En quête d’une bonne image de la part de leur propriétaire, de nombreux chais bordelais se sont transformés en de véritables œuvres d’art grâce à des pointures dans le monde de l’architecture.
Jean Nouvel au Château La Dominique, Christian de Portzamparc à Cheval Blanc, Philippe Starck aux Carmes Haut-Brion… Célèbres ou moins en vue, des architectes transforment les chais bordelais des grands crus en œuvres d’art, bijoux technologiques et esthétiques à la renommée internationale.
Les deux derniers-nés, les chais des Châteaux Beychevelle et Kirwan, grands crus classés dans le Médoc, viennent d’être inaugurés à l’occasion des primeurs, un système unique de vente à Bordeaux rassemblant cette semaine des milliers de professionnels du vin, des États-Unis à la Chine.
« C’est une course aux armements. Il y a une image à donner, un dynamisme à montrer, quelque chose de neuf« , observe le directeur général du Château Beychevelle (groupes Castel et Suntory), Philippe Blanc, soulignant que la motivation première reste d’ordre technique.
Dans un écrin qui rappelle la mer, en référence à l’histoire du château (en vieux français Beychevelle signifiait baisse la voile, NDLR), des mâts en bois et des vagues en métal accueillent les visiteurs.
A l’intérieur, la précision est de rigueur. Les cuves en inox, plus petites et nombreuses qu’avant, permettent de vinifier les parcelles séparément. Au cuvier parcellaire, baigné de lumière grâce à de larges vitres, s’ajoute le remplissage par gravité au lieu des pompes et la maîtrise précise des températures.
A ces considérations techniques se greffe l’esthétisme: la pierre traditionnelle du Château Angelus (Saint-Emilion) ou du chai-cathédrale du Château Montrose (Saint-Estèphe) s’oppose aux lignes épurées et contemporaines du Château Pédesclaux (Pauillac), mélange de métal, bois, béton et verre par les architectes Jean-Michel Wilmotte et Arnaud Boulain.
« Cet écrin-là permet de montrer le travail engagé. La nouvelle architecture de Pédesclaux suscite l’intérêt des négociants, des équipes techniques, de nouveaux clients, de journalistes du vin, de particuliers« , résume son directeur, Vincent Bache-Gabrielsen.
Objectif oenotourisme
Les deux ailes de verre de la chartreuse du XVIIIe siècle répondent aux grandes baies vitrées du chai, dont le toit sombre semble posé sur les grandes cuves en inox, entouré de vignes. Dans le chai à barriques, les tuyaux sont cachés dans le plafond en bois.

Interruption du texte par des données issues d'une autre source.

//! Tests for loading settings files.

use std::fs;
use std::time::Duration;
use tempfile::TempDir;

use rocknraft::Settings;
use rocknraft_engine::{Board, BoardError, Difficulty, Player, UserRef};

fn write_settings(dir: &TempDir, content: &str) -> std::path::PathBuf {
    let path = dir.path().join("rocknraft.toml");
    fs::write(&path, content).expect("Failed to write TOML");
    path
}

#[test]
fn test_full_settings_file() {
    let dir = TempDir::new().expect("Failed to create temp dir");
    let path = write_settings(
        &dir,
        r#"width = 4
height = 4
difficulty = "easy"
empty_cells = 2
memorize_seconds = 2
seed = 77
"#,
    );

    let settings = Settings::from_file(&path).expect("Load failed");
    assert_eq!(*settings.difficulty(), Difficulty::Easy);
    assert_eq!(settings.memorize_time(), Duration::from_secs(14));

    let config = settings.board_config();
    assert_eq!(config.total_cells(), 16);
    assert_eq!(config.occupied_cells(), 14);
    assert_eq!(config.seed, Some(77));

    let players = [Player::human(UserRef::new("1", "alice")), Player::surrogate()];
    let board = Board::new("k".into(), config, players).expect("Settings should deal");
    assert_eq!(board.selectable_cells().count(), 14);
}

#[test]
fn test_oversized_grid_in_file_is_rejected_by_the_board() {
    let dir = TempDir::new().expect("Failed to create temp dir");
    let path = write_settings(&dir, "width = 9223372036854775807\nheight = 2\n");

    let settings = Settings::from_file(&path).expect("Load failed");
    let players = [Player::human(UserRef::new("1", "alice")), Player::surrogate()];
    let result = Board::new("k".into(), settings.board_config(), players);
    assert!(matches!(result, Err(BoardError::InvalidConfiguration(_))));
}

#[test]
fn test_empty_file_uses_defaults() {
    let dir = TempDir::new().expect("Failed to create temp dir");
    let path = write_settings(&dir, "");
    assert_eq!(Settings::from_file(&path).expect("Load failed"), Settings::default());
}

#[test]
fn test_unknown_difficulty_is_rejected() {
    let dir = TempDir::new().expect("Failed to create temp dir");
    let path = write_settings(&dir, "difficulty = \"nightmare\"\n");

    let err = Settings::from_file(&path).unwrap_err();
    assert!(err.message.contains("Failed to parse settings"));
    assert!(err.to_string().starts_with("Settings error:"));
}

#[test]
fn test_missing_file_is_an_error() {
    let dir = TempDir::new().expect("Failed to create temp dir");
    let err = Settings::from_file(dir.path().join("absent.toml")).unwrap_err();
    assert!(err.message.contains("Failed to read settings file"));
}

#[test]
fn test_overrides_apply() {
    let settings = Settings::default()
        .with_difficulty(Difficulty::Hard)
        .with_seed(4);
    let config = settings.board_config();
    assert_eq!(config.difficulty, Difficulty::Hard);
    assert_eq!(config.seed, Some(4));
}
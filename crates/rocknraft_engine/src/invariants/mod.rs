//! First-class invariants for the raft board.
//!
//! Invariants are logical properties that must hold between any two public
//! operations. They are checked after every turn in debug builds and can be
//! tested independently.

mod monotonic_reveal;
mod pairing;
mod permutation;
mod turn_exclusive;

pub use monotonic_reveal::MonotonicReveal;
pub use pairing::PairingInvariant;
pub use permutation::PositionPermutationInvariant;
pub use turn_exclusive::TurnExclusivityInvariant;

/// A logical property that must hold for a given state.
pub trait Invariant<S> {
    /// Checks if the invariant holds for the given state.
    fn holds(state: &S) -> bool;

    /// Human-readable description of the invariant.
    fn description() -> &'static str;
}

/// Violation of an invariant.
#[derive(Debug, Clone, PartialEq, Eq)]
pub struct InvariantViolation {
    /// Description of the violated invariant.
    pub description: String,
}

impl InvariantViolation {
    /// Creates a new invariant violation.
    pub fn new(description: impl Into<String>) -> Self {
        Self {
            description: description.into(),
        }
    }
}

impl std::fmt::Display for InvariantViolation {
    fn fmt(&self, f: &mut std::fmt::Formatter<'_>) -> std::fmt::Result {
        write!(f, "Invariant violated: {}", self.description)
    }
}

/// A set of invariants that can be checked together.
///
/// Implemented for tuples of invariants.
pub trait InvariantSet<S> {
    /// Checks all invariants in the set, collecting every violation.
    fn check_all(state: &S) -> Result<(), Vec<InvariantViolation>>;
}

fn check<S, I: Invariant<S>>(state: &S, violations: &mut Vec<InvariantViolation>) {
    if !I::holds(state) {
        violations.push(InvariantViolation::new(I::description()));
    }
}

fn finish(violations: Vec<InvariantViolation>) -> Result<(), Vec<InvariantViolation>> {
    if violations.is_empty() {
        Ok(())
    } else {
        Err(violations)
    }
}

impl<S, I1, I2> InvariantSet<S> for (I1, I2)
where
    I1: Invariant<S>,
    I2: Invariant<S>,
{
    fn check_all(state: &S) -> Result<(), Vec<InvariantViolation>> {
        let mut violations = Vec::new();
        check::<S, I1>(state, &mut violations);
        check::<S, I2>(state, &mut violations);
        finish(violations)
    }
}

impl<S, I1, I2, I3> InvariantSet<S> for (I1, I2, I3)
where
    I1: Invariant<S>,
    I2: Invariant<S>,
    I3: Invariant<S>,
{
    fn check_all(state: &S) -> Result<(), Vec<InvariantViolation>> {
        let mut violations = Vec::new();
        check::<S, I1>(state, &mut violations);
        check::<S, I2>(state, &mut violations);
        check::<S, I3>(state, &mut violations);
        finish(violations)
    }
}

/// Every board invariant as a composable set.
pub type BoardInvariants = (
    PairingInvariant,
    PositionPermutationInvariant,
    TurnExclusivityInvariant,
);

#[cfg(test)]
mod tests {
    use super::*;
    use crate::{Board, BoardConfig, Difficulty, Player, UserRef};

    fn board() -> Board {
        let players = [
            Player::human(UserRef::new("1", "alice")),
            Player::human(UserRef::new("2", "bob")),
        ];
        Board::new("k".into(), BoardConfig::new(Difficulty::Hard).with_seed(9), players).unwrap()
    }

    #[test]
    fn test_invariant_set_holds_for_fresh_board() {
        assert!(BoardInvariants::check_all(&board()).is_ok());
    }

    #[test]
    fn test_invariant_set_holds_after_slides() {
        let mut board = board();
        for _ in 0..25 {
            board.slide_step();
            assert!(BoardInvariants::check_all(&board).is_ok());
        }
    }

    #[test]
    fn test_two_invariants_as_set() {
        type TwoInvariants = (PairingInvariant, TurnExclusivityInvariant);
        assert!(TwoInvariants::check_all(&board()).is_ok());
    }

    #[test]
    fn test_violation_display() {
        let violation = InvariantViolation::new("rocks come in pairs");
        assert_eq!(violation.to_string(), "Invariant violated: rocks come in pairs");
    }
}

Depuis la fin des travaux, en 2014, après son rachat par le fondateur du groupe immobilier Foncia (vendu en 2007), Jacky Lorenzetti, également propriétaire du club de rugby Racing Métro 92, ce château a vu le nombre de visiteurs passer de 50 à 2.000 par an!
Misant sur l’oenotourisme, cette nouvelle génération de chais permet bien souvent aux amateurs de découvrir, même pendant les vendanges, les différents stades d’élaboration du vin. Le Château Kirwan propose même une visite guidée à l’aide d’une tablette.
Plusieurs millions d’euros
« Dès le XIXe siècle, on a fait appel à de grands architectes bordelais. Les chais se ressemblent, on a des barriques, des cuves. Il faut essayer quelque chose qui va vous différencier des autres (…) C’est un cycle, tous les 25/30 ans, on refait les chais car les techniques viticoles ont changé« , explique l’architecte de Kirwan, Guy Troprés, qui a également réalisé avec le Britannique Norman Foster le chai du Château Margaux.
Autre aspect non-négligeable de ces nouvelles constructions, qui coûtent plusieurs millions d’euros et génèrent beaucoup d’emplois: les économies permises par la défiscalisation et les subventions européennes. Au Château Beychevelle, ces subventions représentent 5%. Une somme certes importante mais « on aurait fait le projet sans fond européen« , assure son directeur.
Pour d’autres, plus modestes, « c’était une des motivations« , comme le reconnaît Tristan Kresmann du Château Latour-Martillac. Il a obtenu 10 à 15% de subventions, bien insuffisantes toutefois pour s’offrir, comme certains de ses voisins, un architecte de renommée internationale dont les services peuvent dépasser les 20 millions d’euros…
Cet investissement s’avère malgré tout rentable en terme d’image: « Bordeaux donne le +la+ dans le monde. Ultramodernes, les chais bordelais sont en tête, devant la Californie, l’Australie ou encore l’Afrique du Sud« , estime le journaliste spécialisé dans le vin Jean-Charles Chapuzet, pour qui « les grands crus classés 1855 mènent la danse » dans ce domaine.